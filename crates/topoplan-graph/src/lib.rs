//! topoplan-graph — structural analysis of the logical plan.
//!
//! This crate turns a `LogicalPlan` into the intermediate structures the
//! expansion engine multiplies: the typed template graph, the validated
//! containment forest, and the resolved scaling hierarchy.
//!
//! # Components
//!
//! - **`graph`** — `TemplateGraph` (boundary parsing, edge metadata)
//! - **`containment`** — weak components, per-component tree validation
//! - **`scaling`** — group DAG validation, effective instance counts

pub mod containment;
pub mod graph;
pub mod scaling;

pub use containment::{ContainmentForest, ContainmentTree, decompose};
pub use graph::{ConnectionType, RelationshipKind, TemplateEdge, TemplateGraph};
pub use scaling::{ResolvedScaling, resolve};
// SPDX-License-Identifier: AGPL-3.0-or-later
//
// Copyright (C) 2026 Relational Network

//! Relational Auth - Revocable Bearer Token Service
//!
//! This crate issues RS256-signed access tokens and keeps one server-side
//! record per token in a revocation store, so a token can be revoked
//! (logout) before it expires.
//!
//! ## Modules
//!
//! - `api` - HTTP API handlers (Axum)
//! - `auth` - Token signer, request context and middleware
//! - `clock` - Injectable time source
//! - `store` - Revocation store (Redis and in-memory)
//! - `users` - User directory used by login and registration

pub mod api;
pub mod auth;
pub mod clock;
pub mod config;
pub mod error;
pub mod logging;
pub mod models;
pub mod state;
pub mod store;
pub mod users;

#[cfg(test)]
pub(crate) mod test_support;
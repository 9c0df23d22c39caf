// SPDX-License-Identifier: AGPL-3.0-or-later
//
// Copyright (C) 2026 Relational Network

//! # API Data Models
//!
//! This module defines the identity type shared by the token and store layers
//! and the request and response structures used by the REST API. API types
//! derive `Serialize`, `Deserialize`, and `ToSchema` for JSON handling and
//! OpenAPI documentation.
//!
//! ## Model Categories
//!
//! - **Identity**: [`UserId`], referenced by tokens and revocation records
//! - **Users**: the stored [`User`] record owned by the user directory
//! - **Auth**: register, login and session payloads

use serde::{Deserialize, Serialize};
use utoipa::ToSchema;

// =============================================================================
// Identity
// =============================================================================

/// Opaque numeric user identifier.
///
/// Owned by the user directory. Tokens never embed it; the revocation store
/// maps each token id back to it.
#[derive(
    Debug, Clone, Copy, Serialize, Deserialize, ToSchema, PartialEq, Eq, PartialOrd, Ord, Hash,
)]
#[serde(transparent)]
pub struct UserId(pub i64);

impl std::fmt::Display for UserId {
    fn fmt(&self, f: &mut std::fmt::Formatter<'_>) -> std::fmt::Result {
        write!(f, "{}", self.0)
    }
}

impl From<i64> for UserId {
    fn from(value: i64) -> Self {
        UserId(value)
    }
}

// =============================================================================
// Users
// =============================================================================

/// A registered user as kept by the user directory.
#[derive(Debug, Clone, PartialEq, Eq)]
pub struct User {
    pub id: UserId,
    /// Unique login name, also embedded in tokens as `user_name`.
    pub name: String,
    /// bcrypt hash of the password.
    pub password_hash: String,
    /// Free-form role, e.g. `admin`.
    pub role: String,
}

/// Check a plaintext password against a bcrypt hash.
///
/// A malformed hash counts as a mismatch.
pub fn verify_password_hash(password: &str, hash: &str) -> bool {
    bcrypt::verify(password, hash).unwrap_or(false)
}

// =============================================================================
// Auth Models
// =============================================================================

/// Request body for creating a user.
#[derive(Debug, Clone, Serialize, Deserialize, ToSchema)]
pub struct RegisterRequest {
    pub name: String,
    pub password: String,
    pub role: String,
}

#[derive(Debug, Clone, Serialize, Deserialize, ToSchema)]
pub struct RegisterResponse {
    pub id: UserId,
}

/// Request body for exchanging credentials for an access token.
#[derive(Debug, Clone, Serialize, Deserialize, ToSchema)]
pub struct LoginRequest {
    pub user_name: String,
    pub password: String,
}

/// Access token returned by a successful login.
#[derive(Debug, Clone, Serialize, Deserialize, ToSchema)]
pub struct LoginResponse {
    /// RS256-signed JWT, valid for 30 minutes.
    pub access_token: String,
}

/// The identity bound to the current request.
#[derive(Debug, Clone, Serialize, Deserialize, ToSchema, PartialEq, Eq)]
pub struct MeResponse {
    pub user_id: UserId,
    pub role: String,
}

#[derive(Debug, Clone, Serialize, Deserialize, ToSchema, PartialEq, Eq)]
pub struct MessageResponse {
    pub message: String,
}

#[cfg(test)]
mod tests {
    use super::*;

    #[test]
    fn user_id_serializes_as_bare_number() {
        let json = serde_json::to_string(&UserId(20)).unwrap();
        assert_eq!(json, "20");
        let back: UserId = serde_json::from_str("20").unwrap();
        assert_eq!(back, UserId(20));
    }

    #[test]
    fn verify_password_matches_hash() {
        let user = User {
            id: UserId(1),
            name: "alice".to_string(),
            password_hash: bcrypt::hash("secret", 4).unwrap(),
            role: "admin".to_string(),
        };
        assert!(verify_password_hash("secret", &user.password_hash));
        assert!(!verify_password_hash("Secret", &user.password_hash));
    }

    #[test]
    fn verify_password_rejects_malformed_hash() {
        let user = User {
            id: UserId(1),
            name: "alice".to_string(),
            password_hash: "not-a-bcrypt-hash".to_string(),
            role: String::new(),
        };
        assert!(!verify_password_hash("anything", &user.password_hash));
    }
}
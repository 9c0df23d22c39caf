// SPDX-License-Identifier: AGPL-3.0-or-later
//
// Copyright (C) 2026 Relational Network

//! JWT claims carried by access tokens.

use chrono::{DateTime, Duration, Utc};
use serde::{Deserialize, Serialize};

use super::TokenError;

/// `iss` of every token this service issues.
pub const ISSUER: &str = "github.com/relational-network/relational-auth";

/// `sub` of every access token.
pub const SUBJECT: &str = "access_token";

/// Lifetime of an access token, in seconds.
pub const ACCESS_TOKEN_TTL_SECS: i64 = 30 * 60;

/// Lifetime of an access token.
pub fn access_token_ttl() -> Duration {
    Duration::seconds(ACCESS_TOKEN_TTL_SECS)
}

/// Claims embedded in an access token.
///
/// The user id is deliberately absent: the revocation store maps `jti` back
/// to the identity, which is what makes a token revocable.
#[derive(Debug, Clone, PartialEq, Eq, Serialize, Deserialize)]
pub struct Claims {
    /// Token id, unique per issuance. Revocation store key.
    pub jti: String,
    pub iss: String,
    pub sub: String,
    /// Issued at (Unix seconds)
    pub iat: i64,
    /// Expiration (Unix seconds)
    pub exp: i64,
    /// Free-form role. Missing in the payload decodes as empty.
    #[serde(default)]
    pub role: String,
    /// Display name of the user.
    #[serde(default)]
    pub user_name: String,
}

impl Claims {
    /// Build claims for a new token issued at `issued_at`.
    pub fn new(
        token_id: impl Into<String>,
        issued_at: DateTime<Utc>,
        ttl: Duration,
        role: impl Into<String>,
        user_name: impl Into<String>,
    ) -> Result<Self, TokenError> {
        let token_id = token_id.into();
        if token_id.is_empty() {
            return Err(TokenError::ClaimBuild("token id must not be empty".into()));
        }
        if ttl <= Duration::zero() {
            return Err(TokenError::ClaimBuild(format!(
                "ttl must be positive, got {ttl}"
            )));
        }

        let iat = issued_at.timestamp();
        let exp = iat
            .checked_add(ttl.num_seconds().max(1))
            .ok_or_else(|| TokenError::ClaimBuild("expiration overflows".into()))?;

        Ok(Self {
            jti: token_id,
            iss: ISSUER.to_string(),
            sub: SUBJECT.to_string(),
            iat,
            exp,
            role: role.into(),
            user_name: user_name.into(),
        })
    }

    pub fn issued_at(&self) -> Option<DateTime<Utc>> {
        DateTime::from_timestamp(self.iat, 0)
    }

    pub fn expires_at(&self) -> Option<DateTime<Utc>> {
        DateTime::from_timestamp(self.exp, 0)
    }

    /// `true` once `now` has reached `exp`.
    pub fn is_expired_at(&self, now: DateTime<Utc>) -> bool {
        self.exp <= now.timestamp()
    }

    /// `true` while `now` is still before `iat`.
    pub fn is_not_yet_valid_at(&self, now: DateTime<Utc>) -> bool {
        self.iat > now.timestamp()
    }
}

####

Description of the task.
With the line containing "if ttl <= Duration::zero()" as the start and the last line of the entries as the end, print that whole span exactly.

Result of the task.
        if ttl <= Duration::zero() {
            return Err(TokenError::ClaimBuild(format!(
                "ttl must be positive, got {ttl}"
            )));
        }

        let iat = issued_at.timestamp();
        let exp = iat
            .checked_add(ttl.num_seconds().max(1))
            .ok_or_else(|| TokenError::ClaimBuild("expiration overflows".into()))?;

        Ok(Self {
            jti: token_id,
            iss: ISSUER.to_string(),
            sub: SUBJECT.to_string(),
            iat,
            exp,
            role: role.into(),
            user_name: user_name.into(),
        })
    }

    pub fn issued_at(&self) -> Option<DateTime<Utc>> {
        DateTime::from_timestamp(self.iat, 0)
    }

    pub fn expires_at(&self) -> Option<DateTime<Utc>> {
        DateTime::from_timestamp(self.exp, 0)
    }

    /// `true` once `now` has reached `exp`.
    pub fn is_expired_at(&self, now: DateTime<Utc>) -> bool {
        self.exp <= now.timestamp()
    }

    /// `true` while `now` is still before `iat`.
    pub fn is_not_yet_valid_at(&self, now: DateTime<Utc>) -> bool {
        self.iat > now.timestamp()
    }
}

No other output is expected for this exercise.